All of the data beneath this instruction is to be transcribed word for word.

(Stored items from a collection)
━━━━━━━━━━━━━━━━━━━━

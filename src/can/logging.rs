//! Logging proxy for any [`CanAdapter`]. Every frame passing through is appended to a shared [`CanLog`].

use std::sync::Arc;
use std::time::{Duration, Instant};

use parking_lot::Mutex;
use tracing::debug;

use crate::can::{CanAdapter, Frame, Identifier};
use crate::Result;

#[derive(Debug, Copy, Clone, PartialEq, Eq)]
pub enum Direction {
    Tx,
    Rx,
}

#[derive(Debug, Clone, PartialEq)]
pub struct LogEntry {
    pub direction: Direction,
    pub frame: Frame,
    pub timestamp: Instant,
}

/// Append-only frame log. Cloning yields another handle to the same log.
#[derive(Debug, Clone, Default)]
pub struct CanLog {
    entries: Arc<Mutex<Vec<LogEntry>>>,
}

impl CanLog {
    pub fn new() -> Self {
        Self::default()
    }

    fn append(&self, direction: Direction, frame: &Frame) {
        self.entries.lock().push(LogEntry {
            direction,
            frame: frame.clone(),
            timestamp: Instant::now(),
        });
    }

    /// Snapshot of all entries logged so far.
    pub fn entries(&self) -> Vec<LogEntry> {
        self.entries.lock().clone()
    }

    pub fn len(&self) -> usize {
        self.entries.lock().len()
    }

    pub fn is_empty(&self) -> bool {
        self.entries.lock().is_empty()
    }
}

/// Forwards all calls to the wrapped adapter unchanged, recording successful sends and receives.
pub struct LoggingCanAdapter<C: CanAdapter> {
    adapter: C,
    log: CanLog,
}

impl<C: CanAdapter> LoggingCanAdapter<C> {
    pub fn new(adapter: C, log: CanLog) -> Self {
        Self { adapter, log }
    }

    pub fn log(&self) -> &CanLog {
        &self.log
    }

    pub fn into_inner(self) -> C {
        self.adapter
    }
}

impl<C: CanAdapter> CanAdapter for LoggingCanAdapter<C> {
    fn send(&mut self, frame: &Frame) -> Result<()> {
        self.adapter.send(frame)?;
        debug!("TX {:?} {}", frame.id, hex::encode(&frame.data));
        self.log.append(Direction::Tx, frame);
        Ok(())
    }

    fn recv(&mut self, timeout: Duration) -> Result<Option<Frame>> {
        let frame = self.adapter.recv(timeout)?;
        if let Some(frame) = &frame {
            debug!("RX {:?} {}", frame.id, hex::encode(&frame.data));
            self.log.append(Direction::Rx, frame);
        }
        Ok(frame)
    }

    fn set_filter(&mut self, id: Identifier) -> Result<()> {
        self.adapter.set_filter(id)
    }
}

━━━━━━━━━━━━━━━━━━━━

→ Result of this task:
filename src/can/logging.rs
//! Logging proxy for any [`CanAdapter`]. Every frame passing through is appended to a shared [`CanLog`].

use std::sync::Arc;
use std::time::{Duration, Instant};

use parking_lot::Mutex;
use tracing::debug;

use crate::can::{CanAdapter, Frame, Identifier};
use crate::Result;

#[derive(Debug, Copy, Clone, PartialEq, Eq)]
pub enum Direction {
    Tx,
    Rx,
}

#[derive(Debug, Clone, PartialEq)]
pub struct LogEntry {
    pub direction: Direction,
    pub frame: Frame,
    pub timestamp: Instant,
}

/// Append-only frame log. Cloning yields another handle to the same log.
#[derive(Debug, Clone, Default)]
pub struct CanLog {
    entries: Arc<Mutex<Vec<LogEntry>>>,
}

impl CanLog {
    pub fn new() -> Self {
        Self::default()
    }

    fn append(&self, direction: Direction, frame: &Frame) {
        self.entries.lock().push(LogEntry {
            direction,
            frame: frame.clone(),
            timestamp: Instant::now(),
        });
    }

    /// Snapshot of all entries logged so far.
    pub fn entries(&self) -> Vec<LogEntry> {
        self.entries.lock().clone()
    }

    pub fn len(&self) -> usize {
        self.entries.lock().len()
    }

    pub fn is_empty(&self) -> bool {
        self.entries.lock().is_empty()
    }
}

/// Forwards all calls to the wrapped adapter unchanged, recording successful sends and receives.
pub struct LoggingCanAdapter<C: CanAdapter> {
    adapter: C,
    log: CanLog,
}

impl<C: CanAdapter> LoggingCanAdapter<C> {
    pub fn new(adapter: C, log: CanLog) -> Self {
        Self { adapter, log }
    }

    pub fn log(&self) -> &CanLog {
        &self.log
    }

    pub fn into_inner(self) -> C {
        self.adapter
    }
}

impl<C: CanAdapter> CanAdapter for LoggingCanAdapter<C> {
    fn send(&mut self, frame: &Frame) -> Result<()> {
        self.adapter.send(frame)?;
        debug!("TX {:?} {}", frame.id, hex::encode(&frame.data));
        self.log.append(Direction::Tx, frame);
        Ok(())
    }

    fn recv(&mut self, timeout: Duration) -> Result<Option<Frame>> {
        let frame = self.adapter.recv(timeout)?;
        if let Some(frame) = &frame {
            debug!("RX {:?} {}", frame.id, hex::encode(&frame.data));
            self.log.append(Direction::Rx, frame);
        }
        Ok(frame)
    }

    fn set_filter(&mut self, id: Identifier) -> Result<()> {
        self.adapter.set_filter(id)
    }
}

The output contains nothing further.